What the exercise asks: When a line of the records below contains the string "container", copy that whole line.

Dataset records:
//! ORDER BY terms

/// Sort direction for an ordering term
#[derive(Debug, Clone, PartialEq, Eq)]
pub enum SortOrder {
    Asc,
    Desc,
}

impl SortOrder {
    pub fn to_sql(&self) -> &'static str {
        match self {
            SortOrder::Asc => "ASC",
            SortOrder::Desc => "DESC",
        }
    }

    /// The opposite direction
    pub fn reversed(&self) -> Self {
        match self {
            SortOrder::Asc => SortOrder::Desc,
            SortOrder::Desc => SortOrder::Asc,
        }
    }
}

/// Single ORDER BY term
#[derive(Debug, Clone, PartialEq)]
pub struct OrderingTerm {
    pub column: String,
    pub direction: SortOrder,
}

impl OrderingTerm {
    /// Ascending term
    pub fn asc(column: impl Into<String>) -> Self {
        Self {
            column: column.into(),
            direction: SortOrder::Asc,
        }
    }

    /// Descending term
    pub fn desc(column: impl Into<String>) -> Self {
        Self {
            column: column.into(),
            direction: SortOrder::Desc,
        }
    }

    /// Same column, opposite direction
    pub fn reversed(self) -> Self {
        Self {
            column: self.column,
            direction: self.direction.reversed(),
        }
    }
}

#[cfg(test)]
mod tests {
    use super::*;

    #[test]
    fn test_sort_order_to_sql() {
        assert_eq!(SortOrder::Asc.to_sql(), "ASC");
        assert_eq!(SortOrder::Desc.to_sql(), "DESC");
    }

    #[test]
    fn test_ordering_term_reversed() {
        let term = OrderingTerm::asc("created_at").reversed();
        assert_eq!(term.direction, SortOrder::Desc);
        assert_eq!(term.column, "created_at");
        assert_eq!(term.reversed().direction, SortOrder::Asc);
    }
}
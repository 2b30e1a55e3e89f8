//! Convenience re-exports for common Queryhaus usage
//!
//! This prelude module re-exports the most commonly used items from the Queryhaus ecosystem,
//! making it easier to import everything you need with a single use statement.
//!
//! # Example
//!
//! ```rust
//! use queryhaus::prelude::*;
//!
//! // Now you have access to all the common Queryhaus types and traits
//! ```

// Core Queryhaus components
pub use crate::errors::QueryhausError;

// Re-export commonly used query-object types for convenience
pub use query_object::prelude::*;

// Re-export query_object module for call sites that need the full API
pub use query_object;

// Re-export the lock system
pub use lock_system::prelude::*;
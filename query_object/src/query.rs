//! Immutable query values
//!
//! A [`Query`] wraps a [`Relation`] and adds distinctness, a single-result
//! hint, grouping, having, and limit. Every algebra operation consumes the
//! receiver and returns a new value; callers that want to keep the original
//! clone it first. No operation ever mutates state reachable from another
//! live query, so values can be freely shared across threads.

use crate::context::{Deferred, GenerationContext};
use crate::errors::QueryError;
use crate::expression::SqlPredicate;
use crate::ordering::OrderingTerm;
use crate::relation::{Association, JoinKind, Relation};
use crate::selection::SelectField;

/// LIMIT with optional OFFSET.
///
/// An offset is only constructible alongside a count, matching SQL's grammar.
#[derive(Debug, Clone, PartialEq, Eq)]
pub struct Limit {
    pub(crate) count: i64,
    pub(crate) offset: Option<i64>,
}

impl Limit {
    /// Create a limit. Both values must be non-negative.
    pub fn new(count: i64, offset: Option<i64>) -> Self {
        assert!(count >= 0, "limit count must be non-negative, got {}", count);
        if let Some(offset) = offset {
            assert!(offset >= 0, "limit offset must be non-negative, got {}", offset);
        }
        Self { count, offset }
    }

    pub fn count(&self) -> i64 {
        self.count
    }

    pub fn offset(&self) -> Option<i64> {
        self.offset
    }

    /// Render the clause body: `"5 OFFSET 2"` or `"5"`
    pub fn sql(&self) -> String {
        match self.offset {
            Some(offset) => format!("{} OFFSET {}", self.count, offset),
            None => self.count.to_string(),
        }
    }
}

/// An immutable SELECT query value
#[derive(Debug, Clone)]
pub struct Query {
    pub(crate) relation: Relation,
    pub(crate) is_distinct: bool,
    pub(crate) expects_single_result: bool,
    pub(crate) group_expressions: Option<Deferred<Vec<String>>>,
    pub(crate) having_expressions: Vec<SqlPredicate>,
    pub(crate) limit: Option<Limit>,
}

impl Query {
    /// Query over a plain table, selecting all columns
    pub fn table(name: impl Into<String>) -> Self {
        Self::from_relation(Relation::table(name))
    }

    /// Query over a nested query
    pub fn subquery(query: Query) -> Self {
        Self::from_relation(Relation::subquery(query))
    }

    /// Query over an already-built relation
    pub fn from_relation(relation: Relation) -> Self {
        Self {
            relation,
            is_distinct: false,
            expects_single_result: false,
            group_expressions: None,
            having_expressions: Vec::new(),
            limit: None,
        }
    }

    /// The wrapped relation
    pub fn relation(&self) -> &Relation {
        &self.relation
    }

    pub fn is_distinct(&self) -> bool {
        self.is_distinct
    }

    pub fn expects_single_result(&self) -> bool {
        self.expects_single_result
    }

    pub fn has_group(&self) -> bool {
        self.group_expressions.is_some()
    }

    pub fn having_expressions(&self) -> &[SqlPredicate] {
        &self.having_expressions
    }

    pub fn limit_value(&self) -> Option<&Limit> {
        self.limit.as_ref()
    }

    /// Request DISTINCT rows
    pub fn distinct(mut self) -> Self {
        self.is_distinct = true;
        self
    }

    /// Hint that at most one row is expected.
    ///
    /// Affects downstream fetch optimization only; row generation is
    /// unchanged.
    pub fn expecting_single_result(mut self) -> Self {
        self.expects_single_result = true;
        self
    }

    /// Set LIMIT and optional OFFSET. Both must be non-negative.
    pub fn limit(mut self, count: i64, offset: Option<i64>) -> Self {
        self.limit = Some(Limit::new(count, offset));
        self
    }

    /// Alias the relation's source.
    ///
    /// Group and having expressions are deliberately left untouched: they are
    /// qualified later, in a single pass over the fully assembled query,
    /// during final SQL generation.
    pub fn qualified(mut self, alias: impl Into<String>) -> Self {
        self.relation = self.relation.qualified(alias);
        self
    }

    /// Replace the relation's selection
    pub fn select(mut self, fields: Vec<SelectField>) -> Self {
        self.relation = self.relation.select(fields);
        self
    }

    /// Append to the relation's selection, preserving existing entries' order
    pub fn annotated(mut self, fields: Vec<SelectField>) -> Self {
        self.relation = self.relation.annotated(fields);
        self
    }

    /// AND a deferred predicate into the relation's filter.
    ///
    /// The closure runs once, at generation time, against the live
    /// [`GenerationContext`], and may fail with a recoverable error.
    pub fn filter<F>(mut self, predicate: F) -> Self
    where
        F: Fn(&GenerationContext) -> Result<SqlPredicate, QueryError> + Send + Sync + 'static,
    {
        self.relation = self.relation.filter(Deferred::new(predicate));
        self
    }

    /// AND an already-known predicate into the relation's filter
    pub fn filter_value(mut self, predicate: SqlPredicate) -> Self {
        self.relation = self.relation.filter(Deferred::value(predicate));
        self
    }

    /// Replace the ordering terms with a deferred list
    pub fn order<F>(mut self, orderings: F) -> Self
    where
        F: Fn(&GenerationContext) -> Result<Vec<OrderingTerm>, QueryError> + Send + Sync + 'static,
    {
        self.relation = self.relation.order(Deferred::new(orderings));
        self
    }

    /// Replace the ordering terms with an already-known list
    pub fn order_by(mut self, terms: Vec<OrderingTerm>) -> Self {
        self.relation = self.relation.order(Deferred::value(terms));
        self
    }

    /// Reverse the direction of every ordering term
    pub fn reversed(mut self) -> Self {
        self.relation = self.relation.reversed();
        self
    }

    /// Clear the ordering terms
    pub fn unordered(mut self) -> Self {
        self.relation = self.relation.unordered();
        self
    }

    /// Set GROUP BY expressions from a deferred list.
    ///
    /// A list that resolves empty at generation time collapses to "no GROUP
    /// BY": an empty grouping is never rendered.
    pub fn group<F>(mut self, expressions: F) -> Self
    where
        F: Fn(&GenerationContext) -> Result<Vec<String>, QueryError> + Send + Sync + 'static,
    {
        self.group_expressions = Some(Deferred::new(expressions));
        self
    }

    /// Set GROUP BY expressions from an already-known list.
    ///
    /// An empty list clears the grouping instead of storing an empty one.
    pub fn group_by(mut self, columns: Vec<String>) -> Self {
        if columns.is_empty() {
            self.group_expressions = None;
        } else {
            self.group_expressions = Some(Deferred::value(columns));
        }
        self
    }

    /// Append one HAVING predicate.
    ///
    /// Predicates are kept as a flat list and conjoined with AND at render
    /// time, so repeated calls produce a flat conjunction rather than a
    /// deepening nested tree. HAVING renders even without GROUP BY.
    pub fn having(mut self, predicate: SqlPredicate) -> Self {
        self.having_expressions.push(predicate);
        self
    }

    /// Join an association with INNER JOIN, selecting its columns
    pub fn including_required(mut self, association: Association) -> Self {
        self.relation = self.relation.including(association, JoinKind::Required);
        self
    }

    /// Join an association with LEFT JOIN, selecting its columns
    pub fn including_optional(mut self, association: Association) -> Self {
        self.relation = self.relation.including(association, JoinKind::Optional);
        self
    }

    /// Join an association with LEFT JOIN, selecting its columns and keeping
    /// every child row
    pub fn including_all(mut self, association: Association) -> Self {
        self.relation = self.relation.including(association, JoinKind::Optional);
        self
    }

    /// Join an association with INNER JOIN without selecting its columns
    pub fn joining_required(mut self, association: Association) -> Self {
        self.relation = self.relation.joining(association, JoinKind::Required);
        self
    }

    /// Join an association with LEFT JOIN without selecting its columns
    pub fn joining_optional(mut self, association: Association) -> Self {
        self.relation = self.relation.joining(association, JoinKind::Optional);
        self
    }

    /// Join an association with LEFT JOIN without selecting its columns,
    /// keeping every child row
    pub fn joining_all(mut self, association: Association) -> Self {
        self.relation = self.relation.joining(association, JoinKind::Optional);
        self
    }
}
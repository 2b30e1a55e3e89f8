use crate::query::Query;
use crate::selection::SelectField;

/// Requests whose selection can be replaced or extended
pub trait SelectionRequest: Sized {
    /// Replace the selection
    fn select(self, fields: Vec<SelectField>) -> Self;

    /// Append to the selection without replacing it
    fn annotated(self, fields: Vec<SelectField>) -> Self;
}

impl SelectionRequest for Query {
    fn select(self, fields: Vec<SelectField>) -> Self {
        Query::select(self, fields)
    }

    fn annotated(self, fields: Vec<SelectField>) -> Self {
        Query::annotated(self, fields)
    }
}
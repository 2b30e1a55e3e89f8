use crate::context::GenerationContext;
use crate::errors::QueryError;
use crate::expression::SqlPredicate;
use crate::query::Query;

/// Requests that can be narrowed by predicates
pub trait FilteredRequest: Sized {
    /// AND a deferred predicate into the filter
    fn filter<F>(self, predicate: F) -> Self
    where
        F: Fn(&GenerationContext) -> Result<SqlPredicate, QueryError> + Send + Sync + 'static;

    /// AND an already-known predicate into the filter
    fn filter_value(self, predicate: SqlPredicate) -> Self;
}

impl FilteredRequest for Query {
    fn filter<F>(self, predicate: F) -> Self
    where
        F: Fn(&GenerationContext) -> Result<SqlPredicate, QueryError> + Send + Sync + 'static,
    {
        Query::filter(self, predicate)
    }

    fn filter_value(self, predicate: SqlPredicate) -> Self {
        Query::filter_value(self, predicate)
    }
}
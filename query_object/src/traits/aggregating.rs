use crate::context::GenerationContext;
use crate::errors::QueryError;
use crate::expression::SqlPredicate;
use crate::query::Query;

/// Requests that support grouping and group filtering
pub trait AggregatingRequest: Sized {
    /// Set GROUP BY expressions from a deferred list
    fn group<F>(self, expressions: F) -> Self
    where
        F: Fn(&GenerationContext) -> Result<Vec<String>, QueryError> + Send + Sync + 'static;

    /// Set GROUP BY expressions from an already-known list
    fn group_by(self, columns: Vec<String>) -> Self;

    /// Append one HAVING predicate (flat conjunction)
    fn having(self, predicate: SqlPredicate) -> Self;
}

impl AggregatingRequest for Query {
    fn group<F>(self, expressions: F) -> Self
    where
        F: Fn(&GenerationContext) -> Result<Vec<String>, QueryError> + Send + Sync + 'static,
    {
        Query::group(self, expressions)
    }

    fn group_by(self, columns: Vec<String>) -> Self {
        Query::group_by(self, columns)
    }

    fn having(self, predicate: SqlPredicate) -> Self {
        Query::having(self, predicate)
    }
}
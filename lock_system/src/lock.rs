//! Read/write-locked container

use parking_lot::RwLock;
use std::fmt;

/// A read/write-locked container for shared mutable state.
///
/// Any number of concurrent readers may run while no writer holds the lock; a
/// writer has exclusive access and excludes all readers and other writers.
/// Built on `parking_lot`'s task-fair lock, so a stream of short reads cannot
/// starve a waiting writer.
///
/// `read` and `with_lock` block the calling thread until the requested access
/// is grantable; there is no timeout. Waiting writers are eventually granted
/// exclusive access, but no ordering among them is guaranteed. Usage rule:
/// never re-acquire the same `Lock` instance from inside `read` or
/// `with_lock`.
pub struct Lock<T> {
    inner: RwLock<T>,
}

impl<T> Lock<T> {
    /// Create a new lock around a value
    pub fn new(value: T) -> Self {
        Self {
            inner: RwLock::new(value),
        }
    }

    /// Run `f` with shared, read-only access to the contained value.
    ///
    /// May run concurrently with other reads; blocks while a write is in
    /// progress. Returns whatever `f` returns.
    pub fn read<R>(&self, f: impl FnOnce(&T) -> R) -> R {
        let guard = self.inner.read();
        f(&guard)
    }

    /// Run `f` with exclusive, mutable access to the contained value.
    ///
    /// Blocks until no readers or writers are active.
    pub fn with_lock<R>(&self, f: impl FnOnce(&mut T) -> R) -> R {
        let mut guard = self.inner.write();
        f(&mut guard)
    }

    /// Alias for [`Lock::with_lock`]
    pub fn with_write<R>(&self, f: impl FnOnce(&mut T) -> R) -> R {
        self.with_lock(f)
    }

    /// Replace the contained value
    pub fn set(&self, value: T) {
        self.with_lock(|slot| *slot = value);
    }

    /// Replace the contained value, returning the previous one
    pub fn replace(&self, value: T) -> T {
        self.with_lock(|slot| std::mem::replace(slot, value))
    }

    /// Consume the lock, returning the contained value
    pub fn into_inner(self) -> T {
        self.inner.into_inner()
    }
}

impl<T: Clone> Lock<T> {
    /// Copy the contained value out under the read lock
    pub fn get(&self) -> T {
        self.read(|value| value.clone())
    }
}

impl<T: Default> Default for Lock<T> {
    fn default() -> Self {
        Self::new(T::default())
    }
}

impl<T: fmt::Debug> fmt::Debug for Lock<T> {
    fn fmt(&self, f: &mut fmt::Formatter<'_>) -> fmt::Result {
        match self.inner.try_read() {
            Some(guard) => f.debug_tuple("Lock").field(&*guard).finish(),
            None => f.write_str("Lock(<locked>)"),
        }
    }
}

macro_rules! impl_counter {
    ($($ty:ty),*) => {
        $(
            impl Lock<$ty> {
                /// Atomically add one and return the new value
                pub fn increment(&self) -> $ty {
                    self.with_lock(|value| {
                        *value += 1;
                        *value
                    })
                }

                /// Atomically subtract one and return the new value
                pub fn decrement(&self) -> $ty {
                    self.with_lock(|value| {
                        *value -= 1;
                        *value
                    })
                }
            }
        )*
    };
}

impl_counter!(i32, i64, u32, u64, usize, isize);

Written answer:
//! Read/write-locked container
/// A read/write-locked container for shared mutable state.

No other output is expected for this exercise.